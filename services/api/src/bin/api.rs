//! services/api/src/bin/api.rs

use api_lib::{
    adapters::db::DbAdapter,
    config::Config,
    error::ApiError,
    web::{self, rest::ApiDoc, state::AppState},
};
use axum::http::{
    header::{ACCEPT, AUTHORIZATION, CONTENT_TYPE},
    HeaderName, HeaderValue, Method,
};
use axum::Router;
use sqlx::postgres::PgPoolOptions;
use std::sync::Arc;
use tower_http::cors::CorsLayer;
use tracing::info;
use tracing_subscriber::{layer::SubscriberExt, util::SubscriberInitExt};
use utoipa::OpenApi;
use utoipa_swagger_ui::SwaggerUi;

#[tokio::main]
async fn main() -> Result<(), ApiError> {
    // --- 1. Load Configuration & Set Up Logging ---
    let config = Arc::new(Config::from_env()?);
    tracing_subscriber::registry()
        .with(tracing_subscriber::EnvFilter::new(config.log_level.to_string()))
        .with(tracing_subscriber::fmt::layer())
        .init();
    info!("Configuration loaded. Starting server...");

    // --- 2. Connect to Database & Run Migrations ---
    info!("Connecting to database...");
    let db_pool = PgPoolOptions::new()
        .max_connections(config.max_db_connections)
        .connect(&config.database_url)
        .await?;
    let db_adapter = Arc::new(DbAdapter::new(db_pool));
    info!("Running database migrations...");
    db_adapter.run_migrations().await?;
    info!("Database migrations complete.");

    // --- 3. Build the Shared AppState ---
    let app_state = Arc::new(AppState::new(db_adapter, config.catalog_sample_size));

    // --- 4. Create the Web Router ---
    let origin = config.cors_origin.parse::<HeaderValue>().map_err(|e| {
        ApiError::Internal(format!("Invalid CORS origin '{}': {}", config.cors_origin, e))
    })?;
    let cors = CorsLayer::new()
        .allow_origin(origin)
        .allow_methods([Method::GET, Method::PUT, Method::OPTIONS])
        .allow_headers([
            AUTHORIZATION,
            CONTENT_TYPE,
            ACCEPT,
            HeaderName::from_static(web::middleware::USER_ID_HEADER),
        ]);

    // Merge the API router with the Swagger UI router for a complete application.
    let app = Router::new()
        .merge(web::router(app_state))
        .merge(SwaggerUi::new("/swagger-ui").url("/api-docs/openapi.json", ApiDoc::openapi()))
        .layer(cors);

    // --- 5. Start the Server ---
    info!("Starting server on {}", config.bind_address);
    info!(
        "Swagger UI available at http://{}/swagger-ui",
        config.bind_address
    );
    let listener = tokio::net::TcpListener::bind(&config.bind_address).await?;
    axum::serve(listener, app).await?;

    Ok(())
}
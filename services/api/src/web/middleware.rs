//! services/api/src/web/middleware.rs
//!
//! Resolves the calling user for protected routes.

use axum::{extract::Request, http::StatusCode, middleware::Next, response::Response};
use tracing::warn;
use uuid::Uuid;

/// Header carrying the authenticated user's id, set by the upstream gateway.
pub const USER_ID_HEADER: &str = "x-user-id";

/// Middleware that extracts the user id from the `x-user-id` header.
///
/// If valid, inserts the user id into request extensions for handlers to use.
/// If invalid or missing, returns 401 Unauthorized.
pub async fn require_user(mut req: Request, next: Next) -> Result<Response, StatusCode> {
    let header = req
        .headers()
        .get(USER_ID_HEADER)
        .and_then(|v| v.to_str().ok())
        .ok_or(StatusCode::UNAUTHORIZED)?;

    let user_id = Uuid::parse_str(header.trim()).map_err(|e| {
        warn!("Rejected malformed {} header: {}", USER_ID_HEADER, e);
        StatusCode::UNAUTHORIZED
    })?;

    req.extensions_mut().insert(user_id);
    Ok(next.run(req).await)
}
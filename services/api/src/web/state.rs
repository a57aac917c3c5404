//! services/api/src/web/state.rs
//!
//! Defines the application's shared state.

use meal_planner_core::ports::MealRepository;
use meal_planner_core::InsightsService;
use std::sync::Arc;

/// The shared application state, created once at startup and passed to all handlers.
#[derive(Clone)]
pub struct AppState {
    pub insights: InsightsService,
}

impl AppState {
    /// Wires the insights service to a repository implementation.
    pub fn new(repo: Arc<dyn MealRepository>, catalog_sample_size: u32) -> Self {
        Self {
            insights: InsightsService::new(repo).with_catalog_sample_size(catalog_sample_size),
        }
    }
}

---+---

TASK TO CARRY OUT: Go through the material above and set each line down verbatim.

OUTPUT FOR THIS TASK:
filename services/api/src/bin/api.rs
//! services/api/src/bin/api.rs

use api_lib::{
    adapters::db::DbAdapter,
    config::Config,
    error::ApiError,
    web::{self, rest::ApiDoc, state::AppState},
};
use axum::http::{
    header::{ACCEPT, AUTHORIZATION, CONTENT_TYPE},
    HeaderName, HeaderValue, Method,
};
use axum::Router;
use sqlx::postgres::PgPoolOptions;
use std::sync::Arc;
use tower_http::cors::CorsLayer;
use tracing::info;
use tracing_subscriber::{layer::SubscriberExt, util::SubscriberInitExt};
use utoipa::OpenApi;
use utoipa_swagger_ui::SwaggerUi;

#[tokio::main]
async fn main() -> Result<(), ApiError> {
    // --- 1. Load Configuration & Set Up Logging ---
    let config = Arc::new(Config::from_env()?);
    tracing_subscriber::registry()
        .with(tracing_subscriber::EnvFilter::new(config.log_level.to_string()))
        .with(tracing_subscriber::fmt::layer())
        .init();
    info!("Configuration loaded. Starting server...");

    // --- 2. Connect to Database & Run Migrations ---
    info!("Connecting to database...");
    let db_pool = PgPoolOptions::new()
        .max_connections(config.max_db_connections)
        .connect(&config.database_url)
        .await?;
    let db_adapter = Arc::new(DbAdapter::new(db_pool));
    info!("Running database migrations...");
    db_adapter.run_migrations().await?;
    info!("Database migrations complete.");

    // --- 3. Build the Shared AppState ---
    let app_state = Arc::new(AppState::new(db_adapter, config.catalog_sample_size));

    // --- 4. Create the Web Router ---
    let origin = config.cors_origin.parse::<HeaderValue>().map_err(|e| {
        ApiError::Internal(format!("Invalid CORS origin '{}': {}", config.cors_origin, e))
    })?;
    let cors = CorsLayer::new()
        .allow_origin(origin)
        .allow_methods([Method::GET, Method::PUT, Method::OPTIONS])
        .allow_headers([
            AUTHORIZATION,
            CONTENT_TYPE,
            ACCEPT,
            HeaderName::from_static(web::middleware::USER_ID_HEADER),
        ]);

    // Merge the API router with the Swagger UI router for a complete application.
    let app = Router::new()
        .merge(web::router(app_state))
        .merge(SwaggerUi::new("/swagger-ui").url("/api-docs/openapi.json", ApiDoc::openapi()))
        .layer(cors);

    // --- 5. Start the Server ---
    info!("Starting server on {}", config.bind_address);
    info!(
        "Swagger UI available at http://{}/swagger-ui",
        config.bind_address
    );
    let listener = tokio::net::TcpListener::bind(&config.bind_address).await?;
    axum::serve(listener, app).await?;

    Ok(())
}
filename services/api/src/web/middleware.rs
//! services/api/src/web/middleware.rs
//!
//! Resolves the calling user for protected routes.

use axum::{extract::Request, http::StatusCode, middleware::Next, response::Response};
use tracing::warn;
use uuid::Uuid;

/// Header carrying the authenticated user's id, set by the upstream gateway.
pub const USER_ID_HEADER: &str = "x-user-id";

/// Middleware that extracts the user id from the `x-user-id` header.
///
/// If valid, inserts the user id into request extensions for handlers to use.
/// If invalid or missing, returns 401 Unauthorized.
pub async fn require_user(mut req: Request, next: Next) -> Result<Response, StatusCode> {
    let header = req
        .headers()
        .get(USER_ID_HEADER)
        .and_then(|v| v.to_str().ok())
        .ok_or(StatusCode::UNAUTHORIZED)?;

    let user_id = Uuid::parse_str(header.trim()).map_err(|e| {
        warn!("Rejected malformed {} header: {}", USER_ID_HEADER, e);
        StatusCode::UNAUTHORIZED
    })?;

    req.extensions_mut().insert(user_id);
    Ok(next.run(req).await)
}
filename services/api/src/web/state.rs
repository a57aac917c3c5404
//! services/api/src/web/state.rs
//!
//! Defines the application's shared state.

use meal_planner_core::ports::MealRepository;
use meal_planner_core::InsightsService;
use std::sync::Arc;

/// The shared application state, created once at startup and passed to all handlers.
#[derive(Clone)]
pub struct AppState {
    pub insights: InsightsService,
}

impl AppState {
    /// Wires the insights service to a repository implementation.
    pub fn new(repo: Arc<dyn MealRepository>, catalog_sample_size: u32) -> Self {
        Self {
            insights: InsightsService::new(repo).with_catalog_sample_size(catalog_sample_size),
        }
    }
}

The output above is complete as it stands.